Collect from the data below each line with "ScalarKind".

**Data shown:**

┌──

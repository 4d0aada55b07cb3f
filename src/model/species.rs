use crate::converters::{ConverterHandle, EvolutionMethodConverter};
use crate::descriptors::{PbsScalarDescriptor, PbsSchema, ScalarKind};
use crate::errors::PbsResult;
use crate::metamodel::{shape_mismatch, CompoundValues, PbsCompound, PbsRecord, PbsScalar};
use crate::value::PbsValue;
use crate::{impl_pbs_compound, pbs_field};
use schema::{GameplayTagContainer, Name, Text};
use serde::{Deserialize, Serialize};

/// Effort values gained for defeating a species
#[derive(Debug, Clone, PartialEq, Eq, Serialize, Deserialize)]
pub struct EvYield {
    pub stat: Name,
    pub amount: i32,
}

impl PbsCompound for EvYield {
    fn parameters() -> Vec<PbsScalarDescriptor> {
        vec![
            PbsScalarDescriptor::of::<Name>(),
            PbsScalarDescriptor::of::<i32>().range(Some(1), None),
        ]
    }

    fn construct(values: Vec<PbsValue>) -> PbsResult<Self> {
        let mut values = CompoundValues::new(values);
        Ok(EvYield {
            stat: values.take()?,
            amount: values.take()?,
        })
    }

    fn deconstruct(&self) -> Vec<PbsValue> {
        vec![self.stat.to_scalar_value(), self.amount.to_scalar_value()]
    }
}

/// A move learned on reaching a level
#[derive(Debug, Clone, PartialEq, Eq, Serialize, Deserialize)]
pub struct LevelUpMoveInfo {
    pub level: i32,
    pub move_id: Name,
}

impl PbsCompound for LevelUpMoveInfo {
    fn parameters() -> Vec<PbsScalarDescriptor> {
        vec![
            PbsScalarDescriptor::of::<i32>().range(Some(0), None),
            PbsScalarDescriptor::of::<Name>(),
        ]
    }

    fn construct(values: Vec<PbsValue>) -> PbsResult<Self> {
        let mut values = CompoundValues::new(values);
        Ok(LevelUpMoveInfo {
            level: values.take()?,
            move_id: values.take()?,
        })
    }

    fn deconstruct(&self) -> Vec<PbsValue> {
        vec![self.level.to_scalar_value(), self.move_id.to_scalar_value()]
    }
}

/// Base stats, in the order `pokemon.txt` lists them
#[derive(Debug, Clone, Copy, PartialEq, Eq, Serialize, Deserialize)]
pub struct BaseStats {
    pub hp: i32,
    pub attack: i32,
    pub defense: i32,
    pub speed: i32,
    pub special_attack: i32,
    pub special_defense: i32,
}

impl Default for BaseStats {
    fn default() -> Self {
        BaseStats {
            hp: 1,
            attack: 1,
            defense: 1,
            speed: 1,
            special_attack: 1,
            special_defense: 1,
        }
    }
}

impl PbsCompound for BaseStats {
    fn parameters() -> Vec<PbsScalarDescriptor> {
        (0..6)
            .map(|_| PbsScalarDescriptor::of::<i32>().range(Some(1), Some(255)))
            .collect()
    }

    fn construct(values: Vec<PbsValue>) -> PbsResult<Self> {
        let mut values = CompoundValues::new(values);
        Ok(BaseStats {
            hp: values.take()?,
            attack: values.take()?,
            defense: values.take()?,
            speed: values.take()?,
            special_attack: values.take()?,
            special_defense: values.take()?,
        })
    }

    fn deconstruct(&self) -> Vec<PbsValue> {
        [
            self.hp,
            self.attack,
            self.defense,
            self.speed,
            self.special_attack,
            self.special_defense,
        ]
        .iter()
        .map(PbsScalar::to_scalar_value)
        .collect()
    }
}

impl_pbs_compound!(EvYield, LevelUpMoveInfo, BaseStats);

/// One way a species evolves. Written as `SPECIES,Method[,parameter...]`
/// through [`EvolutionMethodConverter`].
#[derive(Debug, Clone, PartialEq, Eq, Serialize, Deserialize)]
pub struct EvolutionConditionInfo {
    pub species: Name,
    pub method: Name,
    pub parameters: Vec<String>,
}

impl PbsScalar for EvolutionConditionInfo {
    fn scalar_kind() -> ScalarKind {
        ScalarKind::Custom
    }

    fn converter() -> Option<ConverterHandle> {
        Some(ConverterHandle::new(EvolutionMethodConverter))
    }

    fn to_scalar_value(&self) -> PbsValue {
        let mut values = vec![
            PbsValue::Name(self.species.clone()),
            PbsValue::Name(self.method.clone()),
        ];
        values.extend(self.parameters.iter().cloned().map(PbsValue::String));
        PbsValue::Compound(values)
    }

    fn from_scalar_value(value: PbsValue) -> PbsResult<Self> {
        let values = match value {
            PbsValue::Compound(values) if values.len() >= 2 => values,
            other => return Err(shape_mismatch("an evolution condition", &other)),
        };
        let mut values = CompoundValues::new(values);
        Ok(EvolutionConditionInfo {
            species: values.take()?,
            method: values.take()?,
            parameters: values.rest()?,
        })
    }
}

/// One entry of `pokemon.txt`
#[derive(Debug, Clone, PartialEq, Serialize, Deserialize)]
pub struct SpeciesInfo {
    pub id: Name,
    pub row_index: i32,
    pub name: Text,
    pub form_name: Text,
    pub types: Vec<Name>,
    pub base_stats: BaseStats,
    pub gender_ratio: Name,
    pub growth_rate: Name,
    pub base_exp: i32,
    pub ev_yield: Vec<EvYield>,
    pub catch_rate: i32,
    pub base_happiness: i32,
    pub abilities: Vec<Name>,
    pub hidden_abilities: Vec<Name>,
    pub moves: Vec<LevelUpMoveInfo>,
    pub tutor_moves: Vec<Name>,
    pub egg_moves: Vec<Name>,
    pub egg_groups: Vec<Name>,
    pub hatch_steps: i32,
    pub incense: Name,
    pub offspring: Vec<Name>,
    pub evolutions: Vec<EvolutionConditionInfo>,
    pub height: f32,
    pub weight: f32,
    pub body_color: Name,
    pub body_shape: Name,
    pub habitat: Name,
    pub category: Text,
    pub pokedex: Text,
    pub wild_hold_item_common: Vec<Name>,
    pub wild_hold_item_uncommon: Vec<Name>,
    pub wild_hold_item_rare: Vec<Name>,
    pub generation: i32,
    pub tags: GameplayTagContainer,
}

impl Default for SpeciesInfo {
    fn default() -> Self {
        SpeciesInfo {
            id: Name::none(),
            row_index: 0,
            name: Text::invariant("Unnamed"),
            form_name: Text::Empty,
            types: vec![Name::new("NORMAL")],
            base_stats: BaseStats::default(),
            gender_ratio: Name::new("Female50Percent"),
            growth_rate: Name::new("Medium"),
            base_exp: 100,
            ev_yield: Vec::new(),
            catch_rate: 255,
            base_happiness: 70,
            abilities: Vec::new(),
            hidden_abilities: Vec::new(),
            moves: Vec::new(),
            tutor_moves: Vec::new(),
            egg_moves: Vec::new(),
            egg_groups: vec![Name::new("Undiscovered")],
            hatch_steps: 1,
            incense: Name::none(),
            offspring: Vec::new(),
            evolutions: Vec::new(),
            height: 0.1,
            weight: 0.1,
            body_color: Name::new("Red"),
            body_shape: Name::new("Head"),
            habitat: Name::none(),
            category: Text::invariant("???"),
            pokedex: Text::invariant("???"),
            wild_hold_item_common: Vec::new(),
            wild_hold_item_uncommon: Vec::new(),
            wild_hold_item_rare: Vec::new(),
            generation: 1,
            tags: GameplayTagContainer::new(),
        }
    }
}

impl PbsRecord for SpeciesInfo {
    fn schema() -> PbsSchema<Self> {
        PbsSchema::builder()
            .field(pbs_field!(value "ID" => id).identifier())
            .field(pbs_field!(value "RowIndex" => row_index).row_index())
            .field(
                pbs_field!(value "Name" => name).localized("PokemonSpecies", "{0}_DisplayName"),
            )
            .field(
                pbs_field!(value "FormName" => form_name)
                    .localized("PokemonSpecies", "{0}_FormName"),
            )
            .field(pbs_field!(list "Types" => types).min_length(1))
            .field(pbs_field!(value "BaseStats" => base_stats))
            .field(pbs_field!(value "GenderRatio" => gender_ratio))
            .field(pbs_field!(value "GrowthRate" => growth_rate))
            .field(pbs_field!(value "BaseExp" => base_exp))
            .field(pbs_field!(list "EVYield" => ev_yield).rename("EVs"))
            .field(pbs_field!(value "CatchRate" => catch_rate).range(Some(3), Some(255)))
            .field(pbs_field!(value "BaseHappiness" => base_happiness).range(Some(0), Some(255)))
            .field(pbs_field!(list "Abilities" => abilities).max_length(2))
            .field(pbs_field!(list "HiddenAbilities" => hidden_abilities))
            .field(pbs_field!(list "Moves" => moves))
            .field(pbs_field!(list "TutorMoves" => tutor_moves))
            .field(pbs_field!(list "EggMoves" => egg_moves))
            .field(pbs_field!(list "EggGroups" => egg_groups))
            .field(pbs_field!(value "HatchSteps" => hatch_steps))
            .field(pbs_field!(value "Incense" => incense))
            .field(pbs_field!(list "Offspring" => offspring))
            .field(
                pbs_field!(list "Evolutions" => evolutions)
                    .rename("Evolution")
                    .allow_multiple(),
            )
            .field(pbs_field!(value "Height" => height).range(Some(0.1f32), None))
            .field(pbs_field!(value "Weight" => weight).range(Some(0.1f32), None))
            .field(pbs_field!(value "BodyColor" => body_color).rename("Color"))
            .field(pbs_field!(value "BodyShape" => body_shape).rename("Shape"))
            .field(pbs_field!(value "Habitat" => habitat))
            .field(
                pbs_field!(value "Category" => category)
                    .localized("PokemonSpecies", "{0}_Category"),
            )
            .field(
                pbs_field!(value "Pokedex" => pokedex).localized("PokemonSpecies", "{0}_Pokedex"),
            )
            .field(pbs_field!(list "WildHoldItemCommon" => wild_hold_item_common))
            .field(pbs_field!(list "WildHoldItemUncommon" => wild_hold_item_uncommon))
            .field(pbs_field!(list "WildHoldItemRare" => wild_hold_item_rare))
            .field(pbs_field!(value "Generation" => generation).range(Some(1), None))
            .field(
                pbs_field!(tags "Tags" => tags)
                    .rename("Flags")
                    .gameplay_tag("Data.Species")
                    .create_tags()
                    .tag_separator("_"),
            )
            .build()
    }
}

└──

**Task answer:**
use crate::descriptors::{PbsScalarDescriptor, PbsSchema, ScalarKind};
    fn scalar_kind() -> ScalarKind {
        ScalarKind::Custom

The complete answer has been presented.